- _YOUR TASK_
The first line of the entries through the line bearing "w.class == c))": copy these lines exactly and return nothing else.

- _Data items_
§ §

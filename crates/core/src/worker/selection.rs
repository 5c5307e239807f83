//! Worker selection over registry snapshots.

use super::types::{HardwareAccel, Liveness, WorkerClass, WorkerPreference, WorkerRecord};

/// Pick the worker an Encode dispatch should go to.
///
/// Only online workers with spare capacity and the required capability are
/// eligible. Within a class the least-loaded worker wins, ties broken by id.
pub fn select_candidate<'a>(
    workers: &'a [WorkerRecord],
    preference: WorkerPreference,
    required: Option<HardwareAccel>,
) -> Option<&'a WorkerRecord> {
    let eligible = |w: &&WorkerRecord| {
        w.liveness == Liveness::Online
            && w.has_capacity()
            && required.map_or(true, |accel| w.supports(accel))
    };
    let least_loaded = |class: Option<WorkerClass>| {
        workers
            .iter()
            .filter(eligible)
            .filter(|w| class.map_or(true, |c| w.class == c))
            .min_by(|a, b| {
                a.current_load
                    .cmp(&b.current_load)
                    .then_with(|| a.id.cmp(&b.id))
            })
    };

    match preference {
        WorkerPreference::PreferRemote => least_loaded(Some(WorkerClass::Remote))
            .or_else(|| least_loaded(Some(WorkerClass::Local))),
        WorkerPreference::RemoteOnly => least_loaded(Some(WorkerClass::Remote)),
        WorkerPreference::ServerOnly => least_loaded(Some(WorkerClass::Local)),
        WorkerPreference::LoadBalance => least_loaded(None),
    }
}
//! Storage for the pipeline audit trail.
//!
//! Every job transition, encode dispatch and worker liveness change is
//! recorded as an [`AuditRecord`]. The store is append-only; the HTTP API
//! reads it back per job for `/jobs/{id}/events`.

use chrono::{DateTime, Utc};
use thiserror::Error;

use super::AuditRecord;

#[derive(Debug, Error)]
pub enum AuditError {
    #[error("Database error: {0}")]
    Database(String),

    #[error("Serialization error: {0}")]
    Serialization(String),
}

/// Selects audit records. Unset fields match everything.
#[derive(Debug, Clone, Default)]
pub struct AuditFilter {
    /// Events about one job.
    pub job_id: Option<String>,
    /// Events naming an encoding worker (dispatches, liveness changes).
    pub worker_id: Option<String>,
    /// Snake-case event name, e.g. `stage_started`.
    pub event_type: Option<String>,
    /// Inclusive lower bound on the event timestamp.
    pub from: Option<DateTime<Utc>>,
    /// Inclusive upper bound on the event timestamp.
    pub to: Option<DateTime<Utc>>,
    pub limit: i64,
    pub offset: i64,
}

impl AuditFilter {
    /// First page of 100 records, no other constraint.
    pub fn new() -> Self {
        Self {
            limit: 100,
            offset: 0,
            ..Default::default()
        }
    }

    pub fn with_job_id(mut self, job_id: impl Into<String>) -> Self {
        self.job_id = Some(job_id.into());
        self
    }

    pub fn with_worker_id(mut self, worker_id: impl Into<String>) -> Self {
        self.worker_id = Some(worker_id.into());
        self
    }

    pub fn with_event_type(mut self, event_type: impl Into<String>) -> Self {
        self.event_type = Some(event_type.into());
        self
    }

    pub fn with_time_range(
        mut self,
        from: Option<DateTime<Utc>>,
        to: Option<DateTime<Utc>>,
    ) -> Self {
        self.from = from;
        self.to = to;
        self
    }

    pub fn with_limit(mut self, limit: i64) -> Self {
        self.limit = limit;
        self
    }

    pub fn with_offset(mut self, offset: i64) -> Self {
        self.offset = offset;
        self
    }
}

/// Append-only sink for the pipeline audit trail.
///
/// Writes come from the single [`AuditWriter`](super::AuditWriter) task, so
/// implementations only need to tolerate concurrent readers.
pub trait AuditStore: Send + Sync {
    /// Append a record and return its row id.
    fn insert(&self, record: &AuditRecord) -> Result<i64, AuditError>;

    /// Matching records in the order they happened.
    fn query(&self, filter: &AuditFilter) -> Result<Vec<AuditRecord>, AuditError>;

    /// Total matching records, ignoring `limit` and `offset`.
    fn count(&self, filter: &AuditFilter) -> Result<i64, AuditError>;
}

§ §

- _OUTPUT BELOW_
filename crates/core/src/worker/selection.rs
repository 5c5307e239807f83
//! Worker selection over registry snapshots.

use super::types::{HardwareAccel, Liveness, WorkerClass, WorkerPreference, WorkerRecord};

/// Pick the worker an Encode dispatch should go to.
///
/// Only online workers with spare capacity and the required capability are
/// eligible. Within a class the least-loaded worker wins, ties broken by id.
pub fn select_candidate<'a>(
    workers: &'a [WorkerRecord],
    preference: WorkerPreference,
    required: Option<HardwareAccel>,
) -> Option<&'a WorkerRecord> {
    let eligible = |w: &&WorkerRecord| {
        w.liveness == Liveness::Online
            && w.has_capacity()
            && required.map_or(true, |accel| w.supports(accel))
    };
    let least_loaded = |class: Option<WorkerClass>| {
        workers
            .iter()
            .filter(eligible)
            .filter(|w| class.map_or(true, |c| w.class == c))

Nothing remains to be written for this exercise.